On the other hand, Medicaid refers to a government-state-sponsored program that offers healthcare coverage for the low-income individuals. Federal funding is the primary source of Medicaid financing, although local and state governments also contribute to some of the program’s expenditures (CMS, n.d.). The local and state governments run the program based on federal guidelines; notwithstanding, it varies across the states. Although all states offer coverage for low-income families, pregnant women, individuals with disabilities, and the elderly, others expand Medicaid to include all adults below specified income levels. As a result, some Medicaid programs pay for their members’ care directly while others outsource services of private insurance companies to offer coverage (Smith & Moore, 2017). Eligible patients should receive covered medical services without paying anything. However, costs and eligibility also depend on states, and thus, patients sometimes are required to pay a small co-payment.

Medicaid is the primary payer for long-term services in the United States.
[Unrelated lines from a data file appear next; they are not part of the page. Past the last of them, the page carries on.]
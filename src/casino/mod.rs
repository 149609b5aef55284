//! Casino orchestrator
//!
//! Owns the floor and the players. `open` starts resources before the
//! players that consume them; `close` drains players first and only then
//! stops the resources, so nobody is left waiting on a gate that will never
//! open again.

pub mod cashier;
pub mod croupier;
pub mod floor;
pub mod player;
pub mod slot_machine;
pub mod wallet;

use std::sync::atomic::{AtomicBool, Ordering};
use std::sync::Arc;

use tracing::{error, info, warn};

use crate::agent::{Agent, JoinOutcome};
use crate::core::config::CasinoConfig;
use crate::core::error::{CasinoError, Result};

pub use cashier::{Cashier, CashierGate, CashierState, Exchange, QueueTicket, Receipt};
pub use croupier::{Croupier, CroupierState, GameType};
pub use floor::Floor;
pub use player::{Player, PlayerState};
pub use slot_machine::{SlotMachine, SlotMachineState};
pub use wallet::Wallet;

/// What happened to each agent during `close`
#[derive(Debug, Clone, Default, PartialEq, Eq)]
pub struct CloseReport {
    pub finished: usize,
    pub aborted: Vec<String>,
    pub panicked: Vec<String>,
}

impl CloseReport {
    fn record(&mut self, name: &str, outcome: JoinOutcome) {
        match outcome {
            JoinOutcome::Finished | JoinOutcome::NotRunning => self.finished += 1,
            JoinOutcome::Aborted => {
                warn!(agent = %name, "Agent did not stop in time and was cancelled");
                self.aborted.push(name.to_string());
            }
            JoinOutcome::Panicked => {
                error!(agent = %name, "Agent task panicked");
                self.panicked.push(name.to_string());
            }
        }
    }

    pub fn is_clean(&self) -> bool {
        self.aborted.is_empty() && self.panicked.is_empty()
    }
}

#[derive(Debug)]
pub struct Casino {
    floor: Arc<Floor>,
    players: Vec<Arc<Player>>,
    opened: AtomicBool,
    closing: tokio::sync::Mutex<bool>,
}

impl Casino {
    /// Build a casino with every agent created but none started
    pub fn new(config: CasinoConfig) -> Result<Self> {
        config.validate().map_err(CasinoError::InvalidConfig)?;

        let floor = Arc::new(Floor::new(&config));
        let entrance = config.layout.entrance;
        let players = (1..=config.players)
            .map(|n| {
                Arc::new(Player::new(
                    &format!("Player{}", n),
                    n,
                    config.starting_balance,
                    0,
                    entrance,
                ))
            })
            .collect();

        Ok(Self {
            floor,
            players,
            opened: AtomicBool::new(false),
            closing: tokio::sync::Mutex::new(false),
        })
    }

    pub fn floor(&self) -> &Arc<Floor> {
        &self.floor
    }

    pub fn config(&self) -> &CasinoConfig {
        self.floor.config()
    }

    pub fn players(&self) -> &[Arc<Player>] {
        &self.players
    }

    pub fn is_closed(&self) -> bool {
        self.floor.is_closed()
    }

    /// Every agent: cashiers, slot machines, croupiers, then players
    pub fn agents(&self) -> Vec<Arc<dyn Agent>> {
        let mut agents = self.floor.resources();
        agents.extend(self.players.iter().map(|p| Arc::clone(p) as Arc<dyn Agent>));
        agents
    }

    /// Open the doors and start every agent. A casino opens once.
    pub fn open(&self) -> Result<()> {
        if self.opened.swap(true, Ordering::SeqCst) {
            return Err(CasinoError::AlreadyOpen);
        }
        info!("=== OPENING CASINO ===");
        self.floor.set_closed(false);

        self.floor.start_resources();
        for player in &self.players {
            Arc::clone(player).start(Arc::clone(&self.floor));
        }
        info!(
            players = self.players.len(),
            cashiers = self.floor.cashiers().len(),
            slot_machines = self.floor.slot_machines().len(),
            croupiers = self.floor.croupiers().len(),
            "Casino open"
        );
        Ok(())
    }

    /// Close the casino and wait for every agent to finish. Calling it again
    /// after it returned does nothing and reports nothing.
    pub async fn close(&self) -> CloseReport {
        let mut closed = self.closing.lock().await;
        let mut report = CloseReport::default();
        if *closed {
            return report;
        }
        info!("=== CLOSING CASINO ===");
        self.floor.set_closed(true);

        let timings = &self.config().timings;
        let drain = timings.player_drain();
        for player in &self.players {
            let outcome = player.lifecycle().join(drain).await;
            report.record(player.name(), outcome);
        }
        info!("All players have left");

        let resources = self.floor.resources();
        for agent in &resources {
            agent.request_stop();
        }
        for agent in &resources {
            let outcome = agent.lifecycle().join(Some(timings.join_wait())).await;
            report.record(agent.name(), outcome);
        }

        *closed = true;
        info!(
            finished = report.finished,
            aborted = report.aborted.len(),
            panicked = report.panicked.len(),
            "=== CASINO CLOSED ==="
        );
        report
    }
}
impl Croupier {
    /// Build the 1-based croupier `n` running `game`
    pub fn new(n: usize, game: GameType, config: &CasinoConfig) -> Self {
        let (rounds, _) = watch::channel(RoundCounter::default());
        Self {
            id: AgentId::new(),
            name: format!("Croupier{}", n),
            position: FloorLayout::croupier_position(n),
            appearance: Appearance::load(
                config.assets_dir.as_deref(),
                "croupier.png",
                Appearance::CROUPIER,
            ),
            lifecycle: Lifecycle::new(),
            game,
            capacity: config.table_capacity,
            entry_cost: config.table_entry_cost,
            wait_for_players: config.timings.table_wait(),
            round_duration: config.timings.round(),
            admission: Semaphore::new(config.table_capacity),
            table: Mutex::new(Table {
                state: CroupierState::Available,
                seated: Vec::with_capacity(config.table_capacity),
                start_deadline: None,
            }),
            rounds,
            wake: Notify::new(),
            rng: Mutex::new(ChaCha8Rng::seed_from_u64(config.seed_for(3_000 + n as u64))),
        }
    }

    pub fn game(&self) -> GameType {
        self.game
    }

    pub fn capacity(&self) -> usize {
        self.capacity
    }

    pub fn entry_cost(&self) -> u32 {
        self.entry_cost
    }

    pub fn state(&self) -> CroupierState {
        lock(&self.table).state
    }

    pub fn num_players(&self) -> usize {
        lock(&self.table).seated.len()
    }

    /// Names of seated players in arrival order
    pub fn players(&self) -> Vec<String> {
        lock(&self.table)
            .seated
            .iter()
            .map(|p| p.name().to_string())
            .collect()
    }

    pub fn rounds(&self) -> RoundCounter {
        *self.rounds.borrow()
    }

    /// Whether the table is currently taking players
    pub fn is_available(&self) -> bool {
        lock(&self.table).state.admits_players()
    }

    /// Try to seat `player`. Returns `None` without side effects when the
    /// table is full, not admitting, or the player cannot pay the entry cost.
    pub async fn add_player(&self, player: &Arc<Player>) -> Option<Seat> {
        // Closed semaphore means the table is shutting down
        let _permit = self.admission.acquire().await.ok()?;

        let seat = {
            let mut table = lock(&self.table);
            if !table.state.admits_players() {
                debug!(croupier = %self.name, player = %player.name(), "Table is not admitting players");
                return None;
            }
            if table.seated.len() >= self.capacity {
                debug!(croupier = %self.name, player = %player.name(), "Game is already full");
                return None;
            }
            if table.seated.iter().any(|p| p.id() == player.id()) {
                return None;
            }
            if let Err(err) = player.charge_chips(self.entry_cost) {
                debug!(croupier = %self.name, player = %player.name(), error = %err, "Entry refused");
                return None;
            }

            table.seated.push(Arc::clone(player));
            let seated = table.seated.len();
            debug!(croupier = %self.name, player = %player.name(), seated, "Player joined");

            if seated >= self.capacity {
                table.state = CroupierState::StartingGame;
                table.start_deadline = None;
                self.wake.notify_one();
            } else if seated >= 2 && table.state == CroupierState::Available {
                table.state = CroupierState::WaitingPlayers;
                table.start_deadline = Some(Instant::now() + self.wait_for_players);
                self.wake.notify_one();
            }

            Seat {
                round: self.rounds.borrow().started + 1,
                index: seated - 1,
            }
        };
        Some(seat)
    }

    /// Get up before the round starts. Refunds the entry cost. Fails once
    /// the table has stopped admitting players.
    pub fn leave_table(&self, player: &Player) -> bool {
        let mut table = lock(&self.table);
        if !table.state.admits_players() {
            return false;
        }
        let Some(idx) = table.seated.iter().position(|p| p.id() == player.id()) else {
            return false;
        };
        table.seated.remove(idx);
        player.pay_chips(self.entry_cost);
        if table.seated.len() < 2 && table.state == CroupierState::WaitingPlayers {
            table.state = CroupierState::Available;
            table.start_deadline = None;
        }
        true
    }

    pub fn round_started(&self, seat: &Seat) -> bool {
        self.rounds.borrow().started >= seat.round
    }

    pub fn round_finished(&self, seat: &Seat) -> bool {
        self.rounds.borrow().finished >= seat.round
    }

    /// Whether the seat's round ran to completion and is owed results
    pub fn round_played(&self, seat: &Seat) -> bool {
        self.rounds.borrow().played >= seat.round
    }

    /// Wait until the round `seat` plays in has ended
    pub async fn wait_round_end(&self, seat: &Seat, stop: &mut StopSignal) -> Result<(), Stopped> {
        let mut rounds = self.rounds.subscribe();
        tokio::select! {
            // A dropped sender means the table is gone: nothing left to wait for
            _ = rounds.wait_for(|r| r.finished >= seat.round) => Ok(()),
            _ = stop.stopped() => Err(Stopped),
        }
    }

    /// Run one round for everyone seated, then clear the table
    pub async fn start_game(&self, stop: &mut StopSignal) -> Result<(), Stopped> {
        let seated = {
            let mut table = lock(&self.table);
            table.state = CroupierState::GameStarted;
            table.start_deadline = None;
            table.seated.clone()
        };
        self.rounds.send_modify(|r| r.started += 1);
        for player in &seated {
            player.set_state(PlayerState::InGameCroupier);
        }
        info!(croupier = %self.name, players = seated.len(), game = ?self.game, "Round started");

        let outcome = stop.sleep(self.round_duration).await;

        {
            let mut table = lock(&self.table);
            table.state = CroupierState::EndingGame;
            table.seated.clear();
        }
        // Seated players hear the round ended even when it was cut short
        for player in &seated {
            if outcome.is_err() {
                player.pay_chips(self.entry_cost);
            }
            player.set_state(PlayerState::WaitingGameEnd);
        }
        self.rounds.send_modify(|r| {
            r.finished = r.started;
            if outcome.is_ok() {
                r.played = r.started;
            }
        });
        lock(&self.table).state = if outcome.is_ok() {
            CroupierState::Available
        } else {
            CroupierState::Closing
        };
        debug!(croupier = %self.name, cancelled = outcome.is_err(), "Round over");
        outcome
    }

    /// Pay out one seated player after the round; returns the chips credited
    pub fn get_results(&self, player: &Player) -> u32 {
        let odds: f32 = lock(&self.rng).gen();
        let multiplier = self.game.multiplier(odds);
        let payout = (self.entry_cost as f32 * multiplier) as u32;
        player.pay_chips(payout);
        payout
    }

    async fn run(self: Arc<Self>, mut stop: StopSignal) {
        loop {
            if stop.is_stopped() {
                break;
            }
            let (state, deadline) = {
                let table = lock(&self.table);
                (table.state, table.start_deadline)
            };
            match state {
                CroupierState::WaitingPlayers => {
                    let deadline = deadline.unwrap_or_else(|| Instant::now() + self.wait_for_players);
                    tokio::select! {
                        _ = stop.sleep_until(deadline) => {}
                        _ = self.wake.notified() => continue,
                    }
                    let mut table = lock(&self.table);
                    if table.state == CroupierState::WaitingPlayers && Instant::now() >= deadline {
                        table.state = CroupierState::StartingGame;
                    }
                }
                CroupierState::StartingGame => {
                    if self.start_game(&mut stop).await.is_err() {
                        break;
                    }
                }
                CroupierState::Closing => break,
                _ => {
                    tokio::select! {
                        _ = stop.stopped() => break,
                        _ = self.wake.notified() => {}
                    }
                }
            }
        }
        self.shut_table();
    }

    /// Final cleanup: refuse new admissions and release anyone still seated
    fn shut_table(&self) {
        self.admission.close();
        let leftover = {
            let mut table = lock(&self.table);
            table.state = CroupierState::Closing;
            table.start_deadline = None;
            std::mem::take(&mut table.seated)
        };
        for player in &leftover {
            player.pay_chips(self.entry_cost);
        }
        self.rounds.send_modify(|r| {
            r.started += u64::from(!leftover.is_empty());
            r.finished = r.started;
        });
        debug!(croupier = %self.name, refunded = leftover.len(), "Table closed");
    }
}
States offer various mandatory benefits as required by federal law. These services include inpatient, outpatient, laboratory, nurse midwife, rural health clinic, X-ray, and family planning services, among other vital healthcare needs (CMS, n.d.). However, states are also free to provide additional optional benefits such as occupational therapy, dental, prescription drugs, and respiratory care services. Significantly, Medicaid covers various long-term care, mainly custodial services in nursing homes across all states. The assisted people must not have the ability to perform all or some of the day-to-day activities without assistance. For example, Illinois depends on Medicaid to cater to long-term care such as assisted living facilities and nursing homes (Smith & Moore, 2017). Strict rules often govern the eligibility due to the costs involved in providing health services in the long run. Therefore, states only approve beneficiaries who qualify financially and medically for long-term benefits under Medicaid.

Medicaid and Medicare are two essential programs that serve the healthcare needs of millions of Americans. For instance, Medicare pays health services for people aged 65 years and above, individuals with disabilities, and persons with ESRD. The Medicare program comprises four parts, which define a person’s eligibility for various healthcare services. Conversely, Medicaid covers the medical services for mainly low-income people. Significantly, there has been an expansion of Medicaid across states to include pregnant women, individuals with disabilities, and the elderly. In collaboration with the state governments, CMS runs and oversees the implementation of Medicaid and Medicare. The federal government acts as the primary financier of the two programs, although states support funding the Medicaid plans. Therefore, the partnerships and programs help achieve an inclusive, culturally competent, efficient, and people-driven healthcare system, which improve the wellness and welfare of the Americans.

References

Centers for Medicare & Medicaid Services. (n.d.). Medicare and Medicaid. Cms.gov.

Moon, M. (2018). Medicare now and in the future. Routledge.

Smith, D. G., & Moore, J. D. (2017). Medicaid politics and policy (2nd ed.). Routledge.